7. Write the changes with the w option when you are sure they are correct.
8. Run fsck on the partition.
# e2fsck /dev/vdb1

e2fsck 1.41.12 (17 -May -2010)


Pass 1: Checking inodes , blocks , and sizes
Pass 2: Checking directory structure
Pass 3: Checking directory connectivity
Pass 4: Checking reference counts
Pass 5: Checking group summary information
ext4 -1:11/131072 files (0.0% non - contiguous ) ,27050/524128 blocks

9. Now you need to mount (Section 11.3) the partition:


# mount /dev/vdb1

11.5.2 parted
The utility parted allows users to:

• View the existing partition table.


• Change the size of existing partitions.
• Add partitions from free space or additional hard drives.
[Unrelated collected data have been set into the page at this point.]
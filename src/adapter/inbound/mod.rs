//! Inbound adapters (driving side).

pub mod cli;
//! Handler for the `config` command group.

use std::fs;
use std::path::Path;

use serde_json::json;

use crate::adapter::inbound::cli::output;
use crate::error::{ConfigError, Result};
use crate::infrastructure::config::settings::Config;

/// Documented config template.
const CONFIG_TEMPLATE: &str = include_str!("../../../../config.toml.example");

/// Execute `config init`.
pub fn execute_init(path: &Path, force: bool) -> Result<()> {
    if path.exists() && !force {
        return Err(ConfigError::InvalidValue {
            field: "config",
            reason: "file already exists (use --force to overwrite)".to_string(),
        }
        .into());
    }

    if let Some(parent) = path.parent() {
        fs::create_dir_all(parent)?;
    }
    fs::write(path, CONFIG_TEMPLATE)?;

    if output::is_json() {
        output::json_output(json!({
            "command": "config.init",
            "path": path.display().to_string(),
        }));
        return Ok(());
    }

    output::section("Config Initialized");
    output::success("Created configuration file");
    output::field("Path", path.display());
    output::hint(&format!(
        "run {} to check your edits",
        output::highlight(format!("linestack config validate -c {}", path.display()))
    ));
    Ok(())
}

/// Execute `config show`: the effective configuration, defaults applied.
pub fn execute_show(path: &Path) -> Result<()> {
    let exists = path.exists();
    let config = Config::load_or_default(path)?;

    if output::is_json() {
        output::json_output(json!({
            "command": "config.show",
            "path": path.display().to_string(),
            "file_found": exists,
            "config": config,
        }));
        return Ok(());
    }

    output::section("Effective Configuration");
    output::field("Path", path.display());
    if !exists {
        output::note("(file not found, showing defaults)");
    }
    output::field(
        "Site",
        config
            .site
            .map_or_else(|| "(ask, then draftkings)".to_string(), |s| s.to_string()),
    );

    output::section("Optimizer");
    output::field("Lineups", config.optimizer.lineups);
    output::field("Overlap", config.optimizer.overlap);
    output::field("Time limit", format!("{}s", config.optimizer.time_limit_secs));

    output::section("Output");
    output::field("Upload file", config.output.path.display());
    output::field(
        "Projections",
        config.output.with_projections_path().display(),
    );

    output::section("Logging");
    output::field("Level", &config.logging.level);
    output::field("Format", &config.logging.format);

    if let Some(rules) = &config.rules {
        output::section("Custom rules");
        output::field("Name", &rules.name);
        output::field("Salary cap", rules.salary_cap);
        output::field("Roster", rules.header().join(" "));
    }

    Ok(())
}

/// Execute `config validate`.
pub fn execute_validate(path: &Path) -> Result<()> {
    let config = Config::load(path)?;

    if output::is_json() {
        output::json_output(json!({
            "command": "config.validate",
            "path": path.display().to_string(),
            "valid": true,
            "site": config.site.map(|s| s.name()),
        }));
        return Ok(());
    }

    output::section("Config Validation");
    output::field("Path", path.display());
    output::success("Config file is valid");

    match config.site {
        Some(site) => output::field("Site", site),
        None => output::warning("no site set; generate will ask, or use draftkings"),
    }
    if config.rules.is_some() && config.site.is_some_and(|s| s.rules().is_some()) {
        output::warning("[rules] is ignored unless site = \"custom\"");
    }

    output::field(
        "Next",
        format!("linestack config show -c {}", path.display()),
    );
    Ok(())
}

#[cfg(test)]
mod tests {
    use super::*;
    use tempfile::TempDir;

    #[test]
    fn template_parses_and_validates() {
        let config = Config::parse_toml(CONFIG_TEMPLATE).unwrap();
        assert_eq!(config, Config {
            site: Some(crate::domain::rules::Site::Draftkings),
            ..Config::default()
        });
    }

    #[test]
    fn init_refuses_to_overwrite_without_force() {
        let dir = TempDir::new().unwrap();
        let path = dir.path().join("nested").join("config.toml");

        execute_init(&path, false).unwrap();
        assert_eq!(fs::read_to_string(&path).unwrap(), CONFIG_TEMPLATE);

        assert!(execute_init(&path, false).is_err());
        assert!(execute_init(&path, true).is_ok());
    }

    #[test]
    fn validate_accepts_minimal_file() {
        let dir = TempDir::new().unwrap();
        let path = dir.path().join("config.toml");
        fs::write(&path, "site = \"fanduel\"\n").unwrap();

        assert!(execute_validate(&path).is_ok());
    }

    #[test]
    fn validate_rejects_missing_file() {
        let dir = TempDir::new().unwrap();
        assert!(execute_validate(&dir.path().join("absent.toml")).is_err());
    }

    #[test]
    fn show_falls_back_to_defaults() {
        let dir = TempDir::new().unwrap();
        assert!(execute_show(&dir.path().join("absent.toml")).is_ok());
    }
}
By default, the parted package is included when installing Red Hat Enterprise Linux. To start
parted, log in as root and type the command parted /dev/sda at a shell prompt (where
/dev/sda is the device name for the drive you want to configure).
If you want to remove or resize a partition, the device on which that partition resides must
not be in use. Creating a new partition on a device which is in use — while possible — is not
recommended.
For a device to not be in use, none of the partitions on the device can be mounted, and any
swap space on the device must not be enabled.
As well, the partition table should not be modified while it is in use because the kernel may
not properly recognize the changes. If the partition table does not match the actual state of
the mounted partitions, information could be written to the wrong partition, resulting in lost
and overwritten data.
The easiest way to achieve this it to boot your system in rescue mode. When prompted to
mount the file system, select Skip.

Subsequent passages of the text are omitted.